The Dutch Calvinist immigrants who settled in Michigan and the upper midwest and founded the Christian Reformed Church during the mid- to late 1800s objected to Mann’s vision for another reason. In the late 1800s, these Calvinists were heavily influenced by Abraham Kuyper, a Dutch theologian and politician in the Netherlands who argued that all education was based on underlying presuppositions. “There is no neutral education that is not governed by a spirit of its own, and the very spirit of the religiously neutral school is the antithesis of all positive belief,” Kuyper insisted. In the Netherlands, Kuyper fought to create an educational system in which education funds followed the pupil to the school of the parent’s choice, rather than being used to fund a system of public schools.
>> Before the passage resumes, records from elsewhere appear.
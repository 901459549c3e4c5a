//! # Heron
//!
//! An in-memory full-text search library with TF-IDF ranking.
//!
//! Heron ingests short text documents, keeps a two-way index (inverted
//! for scoring, forward for removal and duplicate detection) and answers
//! ranked queries with inclusion and exclusion terms. Scoring can run
//! sequentially or fan out over a worker pool; both strategies agree up
//! to floating rounding order.
//!
//! ## Features
//!
//! - Whitespace tokenization with control-character validation
//! - Configurable stop-word filtering
//! - TF-IDF relevance with a lock-partitioned parallel accumulator
//! - Top-5 selection with rating tie-breaks
//! - Document removal and exact-term-set duplicate cleanup
//!
//! ## Example
//!
//! ```
//! use heron::{DocumentStatus, SearchEngine, StopWordSet};
//!
//! let stop_words = StopWordSet::from_text("and with").unwrap();
//! let mut engine = SearchEngine::new(stop_words);
//!
//! engine.add_document(0, "white cat and fancy collar", DocumentStatus::Actual, &[8, -3]).unwrap();
//! engine.add_document(1, "fluffy cat fluffy tail", DocumentStatus::Actual, &[7, 2, 7]).unwrap();
//!
//! let hits = engine.find_top_documents("fluffy cat -collar").unwrap();
//! assert_eq!(hits.len(), 1);
//! assert_eq!(hits[0].id, 1);
//! ```

pub mod analysis;
mod data;
mod engine;
mod error;
pub mod index;
mod maintenance;
pub mod query;
pub mod search;

// Re-exports for the public API
pub use analysis::stop_words::StopWordSet;
pub use data::{Document, DocumentId, DocumentStatus};
pub use engine::SearchEngine;
pub use error::{HeronError, Result};
pub use query::{Query, QueryParser};
pub use search::{ExecutionStrategy, MAX_RESULT_COUNT, RELEVANCE_EPSILON, ShardedScoreMap};

// Version information
pub const VERSION: &str = env!("CARGO_PKG_VERSION");
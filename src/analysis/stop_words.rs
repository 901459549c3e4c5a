//! Immutable stop-word set, configured once at engine construction.

use ahash::AHashSet;

use crate::analysis::tokenizer::{is_valid_term, tokenize};
use crate::error::{HeronError, Result};

/// A set of terms excluded from indexing and querying.
///
/// The set is built once and never mutated afterwards; membership testing
/// is the only operation the rest of the library uses. Construction
/// validates every term, so a stop word carrying control characters fails
/// the whole construction instead of poisoning the index later.
#[derive(Debug, Clone, Default)]
pub struct StopWordSet {
    words: AHashSet<String>,
}

impl StopWordSet {
    /// Build a stop-word set from whitespace-separated text.
    pub fn from_text(text: &str) -> Result<Self> {
        Self::from_terms(tokenize(text))
    }

    /// Build a stop-word set from a collection of terms.
    ///
    /// Empty terms are skipped, duplicates collapse into one entry, and
    /// any term failing validation aborts construction with
    /// `InvalidArgument`.
    pub fn from_terms<I, S>(terms: I) -> Result<Self>
    where
        I: IntoIterator<Item = S>,
        S: AsRef<str>,
    {
        let mut words = AHashSet::new();
        for term in terms {
            let term = term.as_ref();
            if term.is_empty() {
                continue;
            }
            if !is_valid_term(term) {
                return Err(HeronError::invalid_argument(format!(
                    "stop word {term:?} contains a control character"
                )));
            }
            words.insert(term.to_string());
        }
        Ok(StopWordSet { words })
    }

    /// Whether `term` is a stop word.
    pub fn contains(&self, term: &str) -> bool {
        self.words.contains(term)
    }

    /// Number of distinct stop words.
    pub fn len(&self) -> usize {
        self.words.len()
    }

    /// Whether the set holds no stop words at all.
    pub fn is_empty(&self) -> bool {
        self.words.is_empty()
    }
}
The influence of Kuyper’s ideas is still visible today: Secretary of Education Betsy DeVos, a fierce proponent of charter schools and vouchers, grew up in the Christian Reformed Church in Michigan and attended Calvin College, where she was heavily influenced by studying Kuyper’s writings.
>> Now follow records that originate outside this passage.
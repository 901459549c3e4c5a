//! High-level search engine combining analysis, indexing, scoring and
//! maintenance.
//!
//! This module provides the [`SearchEngine`] facade, the one type most
//! embedders need. It owns the stop-word set and the two-way index, and
//! routes every operation through the pipeline described on the crate
//! root: tokenize, filter, index, score, select.

use std::collections::HashMap;

use log::info;
use rayon::prelude::*;

use crate::analysis::StopWordSet;
use crate::analysis::tokenizer::{is_valid_term, tokenize};
use crate::data::{Document, DocumentId, DocumentStatus};
use crate::error::{HeronError, Result};
use crate::index::InvertedIndex;
use crate::maintenance::dedup;
use crate::query::QueryParser;
use crate::search::ExecutionStrategy;
use crate::search::accumulator::accumulate;
use crate::search::topk::select_top;

/// An in-memory full-text search engine with TF-IDF ranking.
///
/// Documents are added with an id, a status tag and a list of ratings;
/// ranked queries return the best five hits for the query's inclusion
/// terms, after dropping every document that contains an exclusion term.
///
/// The engine is single-writer: mutation (`add_document`, the removal
/// methods) must be externally serialized, while any number of readers
/// may search concurrently between mutations.
///
/// # Example
///
/// ```
/// use heron::{DocumentStatus, SearchEngine, StopWordSet};
///
/// let stop_words = StopWordSet::from_text("and the").unwrap();
/// let mut engine = SearchEngine::new(stop_words);
/// engine
///     .add_document(1, "fluffy cat fluffy tail", DocumentStatus::Actual, &[7, 2, 7])
///     .unwrap();
///
/// let hits = engine.find_top_documents("fluffy").unwrap();
/// assert_eq!(hits[0].id, 1);
/// assert_eq!(hits[0].rating, 5);
/// ```
#[derive(Debug, Default)]
pub struct SearchEngine {
    index: InvertedIndex,
    stop_words: StopWordSet,
}

impl SearchEngine {
    /// Create an engine filtering the given stop words.
    pub fn new(stop_words: StopWordSet) -> Self {
        SearchEngine {
            index: InvertedIndex::new(),
            stop_words,
        }
    }

    /// Create an engine from whitespace-separated stop-word text.
    pub fn from_stop_words_text(text: &str) -> Result<Self> {
        Ok(SearchEngine::new(StopWordSet::from_text(text)?))
    }

    /// Add a document to the index.
    ///
    /// The text is tokenized, stop words are dropped, and the surviving
    /// terms are written into both index halves. `rating` becomes the
    /// truncated-toward-zero average of `ratings` (0 when empty). A text
    /// that yields no indexable tokens is legal; the document is live but
    /// matches nothing.
    ///
    /// Fails with `InvalidArgument` when `id` is negative, already live,
    /// or the text contains a term with control characters. Validation is
    /// eager: on failure the index is untouched.
    pub fn add_document(
        &mut self,
        id: DocumentId,
        text: &str,
        status: DocumentStatus,
        ratings: &[i32],
    ) -> Result<()> {
        let terms = self.split_into_terms_no_stop(text)?;
        self.index
            .insert(id, &terms, average_rating(ratings), status)
    }

    /// The five best `Actual` documents for `raw_query`, sequentially.
    pub fn find_top_documents(&self, raw_query: &str) -> Result<Vec<Document>> {
        self.find_top_documents_with_status(raw_query, DocumentStatus::Actual)
    }

    /// The five best documents with the given status, sequentially.
    pub fn find_top_documents_with_status(
        &self,
        raw_query: &str,
        status: DocumentStatus,
    ) -> Result<Vec<Document>> {
        self.find_top_documents_by(
            ExecutionStrategy::Sequential,
            raw_query,
            move |_, document_status, _| document_status == status,
        )
    }

    /// The five best documents accepted by `predicate`, under the chosen
    /// execution strategy.
    ///
    /// Hits are sorted by descending relevance; relevances closer than
    /// 1e-6 fall back to descending rating. Sequential and parallel
    /// execution return the same hits up to floating rounding order.
    pub fn find_top_documents_by<P>(
        &self,
        strategy: ExecutionStrategy,
        raw_query: &str,
        predicate: P,
    ) -> Result<Vec<Document>>
    where
        P: Fn(DocumentId, DocumentStatus, i32) -> bool + Sync,
    {
        let query = QueryParser::new(&self.stop_words).parse(raw_query)?;
        let scores = accumulate(&self.index, &query, predicate, strategy);
        let hits = scores
            .into_iter()
            .filter_map(|(id, relevance)| {
                self.index.document_meta(id).map(|(_, rating)| Document {
                    id,
                    relevance,
                    rating,
                })
            })
            .collect();
        Ok(select_top(hits))
    }

    /// Which of the query's inclusion terms the document contains,
    /// together with the document's status.
    ///
    /// When any exclusion term has a posting for `id`, the term list is
    /// empty: exclusion is signalled through the result, not through an
    /// error. Matched terms come back in query order.
    ///
    /// Fails with `NotFound` when `id` is not live.
    pub fn match_document(
        &self,
        raw_query: &str,
        id: DocumentId,
    ) -> Result<(Vec<String>, DocumentStatus)> {
        self.match_document_with(ExecutionStrategy::Sequential, raw_query, id)
    }

    /// [`match_document`](Self::match_document) under an explicit
    /// execution strategy.
    ///
    /// The parallel strategy evaluates term membership out of order and
    /// therefore returns the matched terms sorted and deduplicated rather
    /// than in query order; the set of terms is the same either way.
    pub fn match_document_with(
        &self,
        strategy: ExecutionStrategy,
        raw_query: &str,
        id: DocumentId,
    ) -> Result<(Vec<String>, DocumentStatus)> {
        let Some((status, _)) = self.index.document_meta(id) else {
            return Err(HeronError::NotFound(id));
        };
        let query = QueryParser::new(&self.stop_words).parse(raw_query)?;

        match strategy {
            ExecutionStrategy::Sequential => {
                for term in &query.minus_terms {
                    if self.index.has_posting(term, id) {
                        return Ok((Vec::new(), status));
                    }
                }
                let matched = query
                    .plus_terms
                    .iter()
                    .filter(|term| self.index.has_posting(term, id))
                    .cloned()
                    .collect();
                Ok((matched, status))
            }
            ExecutionStrategy::Parallel => {
                let excluded = query
                    .minus_terms
                    .par_iter()
                    .any(|term| self.index.has_posting(term, id));
                if excluded {
                    return Ok((Vec::new(), status));
                }
                let mut matched: Vec<String> = query
                    .plus_terms
                    .par_iter()
                    .filter(|term| self.index.has_posting(term, id))
                    .cloned()
                    .collect();
                matched.sort_unstable();
                matched.dedup();
                Ok((matched, status))
            }
        }
    }

    /// Remove a document and all of its postings.
    ///
    /// Fails with `NotFound` when `id` is not live; the index is left
    /// untouched in that case.
    pub fn remove_document(&mut self, id: DocumentId) -> Result<()> {
        self.remove_document_with(ExecutionStrategy::Sequential, id)
    }

    /// [`remove_document`](Self::remove_document) under an explicit
    /// execution strategy.
    pub fn remove_document_with(
        &mut self,
        strategy: ExecutionStrategy,
        id: DocumentId,
    ) -> Result<()> {
        match strategy {
            ExecutionStrategy::Sequential => self.index.remove(id),
            ExecutionStrategy::Parallel => self.index.remove_parallel(id),
        }
    }

    /// Remove every document whose distinct term set duplicates that of a
    /// lower-numbered document, returning the removed ids in ascending
    /// order.
    ///
    /// Term frequencies and ratings play no role; two documents with the
    /// same terms at different frequencies are duplicates, and the lowest
    /// id of each group survives.
    pub fn remove_duplicates(&mut self) -> Vec<DocumentId> {
        let duplicates = dedup::find_duplicates(&self.index);
        for &id in &duplicates {
            if self.index.remove(id).is_ok() {
                info!("removed duplicate document {id}");
            }
        }
        duplicates
    }

    /// Number of live documents.
    pub fn document_count(&self) -> usize {
        self.index.document_count()
    }

    /// The term frequencies of a document, or an empty map when `id` is
    /// unknown or already removed. Never an error.
    pub fn word_frequencies(&self, id: DocumentId) -> HashMap<String, f64> {
        self.index.word_frequencies(id)
    }

    /// Live document ids in ascending order.
    pub fn document_ids(&self) -> impl Iterator<Item = DocumentId> + '_ {
        self.index.iter_ids()
    }

    /// Tokenize document text, rejecting invalid terms and dropping stop
    /// words.
    fn split_into_terms_no_stop<'t>(&self, text: &'t str) -> Result<Vec<&'t str>> {
        let mut terms = Vec::new();
        for token in tokenize(text) {
            if !is_valid_term(token) {
                return Err(HeronError::invalid_argument(format!(
                    "document term {token:?} contains a control character"
                )));
            }
            if !self.stop_words.contains(token) {
                terms.push(token);
            }
        }
        Ok(terms)
    }
}

/// Truncated-toward-zero average, 0 for an empty slice.
fn average_rating(ratings: &[i32]) -> i32 {
    if ratings.is_empty() {
        return 0;
    }
    let sum: i64 = ratings.iter().map(|&rating| rating as i64).sum();
    (sum / ratings.len() as i64) as i32
}

#[cfg(test)]
mod tests {
    use super::*;

    #[test]
    fn test_average_rating() {
        assert_eq!(average_rating(&[]), 0);
        assert_eq!(average_rating(&[7, 2, 7]), 5);
        // -4 / 4 truncates toward zero.
        assert_eq!(average_rating(&[5, -12, 2, 1]), -1);
        assert_eq!(average_rating(&[-1, -2]), -1);
    }

    #[test]
    fn test_add_rejects_negative_and_duplicate_ids() {
        let mut engine = SearchEngine::default();
        assert!(matches!(
            engine.add_document(-1, "cat", DocumentStatus::Actual, &[]),
            Err(HeronError::InvalidArgument(_))
        ));
        engine
            .add_document(3, "cat", DocumentStatus::Actual, &[])
            .unwrap();
        assert!(matches!(
            engine.add_document(3, "dog", DocumentStatus::Actual, &[]),
            Err(HeronError::InvalidArgument(_))
        ));
        assert_eq!(engine.document_count(), 1);
    }

    #[test]
    fn test_add_rejects_invalid_text_without_mutation() {
        let mut engine = SearchEngine::default();
        let result = engine.add_document(1, "bad\u{1}term", DocumentStatus::Actual, &[]);
        assert!(matches!(result, Err(HeronError::InvalidArgument(_))));
        assert_eq!(engine.document_count(), 0);
        assert!(engine.word_frequencies(1).is_empty());
    }

    #[test]
    fn test_stop_words_never_indexed() {
        let stop_words = StopWordSet::from_text("in the").unwrap();
        let mut engine = SearchEngine::new(stop_words);
        engine
            .add_document(42, "cat in the city", DocumentStatus::Actual, &[])
            .unwrap();
        let frequencies = engine.word_frequencies(42);
        assert_eq!(frequencies.len(), 2);
        assert!((frequencies["cat"] - 0.5).abs() < 1e-9);
        assert!((frequencies["city"] - 0.5).abs() < 1e-9);
    }

    #[test]
    fn test_document_ids_ascending() {
        let mut engine = SearchEngine::default();
        for id in [8, 1, 5] {
            engine
                .add_document(id, "cat", DocumentStatus::Actual, &[])
                .unwrap();
        }
        let ids: Vec<DocumentId> = engine.document_ids().collect();
        assert_eq!(ids, vec![1, 5, 8]);
    }
}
While every state barred the provision of public funding to parochial schools by the end of the 1800s, the state of Oregon went farther in 1922, passing a law that required all children to attend public schools and effectively banning private schooling. William Guthrie, attorney for the Society of Sisters in the Holy Names of Jesus and Mary, argued before the Supreme Court that: “The child of a foreigner is quite as likely to be assimilated and Americanized in a private or parochial school as in a public school.” Public schools, Guthrie continued, were not the only schools capable of adequately preparing children to participate in American society: “The private and parochial schools teach the same subjects as the public schools — whatever one does to inculcate and foster patriotism, the other can and does do quite as well.”
In Pierce v. Society of Sisters (1925), the Court sided with Guthrie, striking down the Oregon statute. However, the Court did not question the state’s right to regulate private schools, or to set standards and requirements for these schools:
“No question is raised concerning the power of the State reasonably to regulate all schools, to inspect, supervise and examine them, their teachers and pupils; to require that all children of proper age attend some school, that teachers shall be of good moral character and patriotic disposition, that certain studies plainly essential to good citizenship must be taught, and that nothing be taught which is manifestly inimical to the public welfare.”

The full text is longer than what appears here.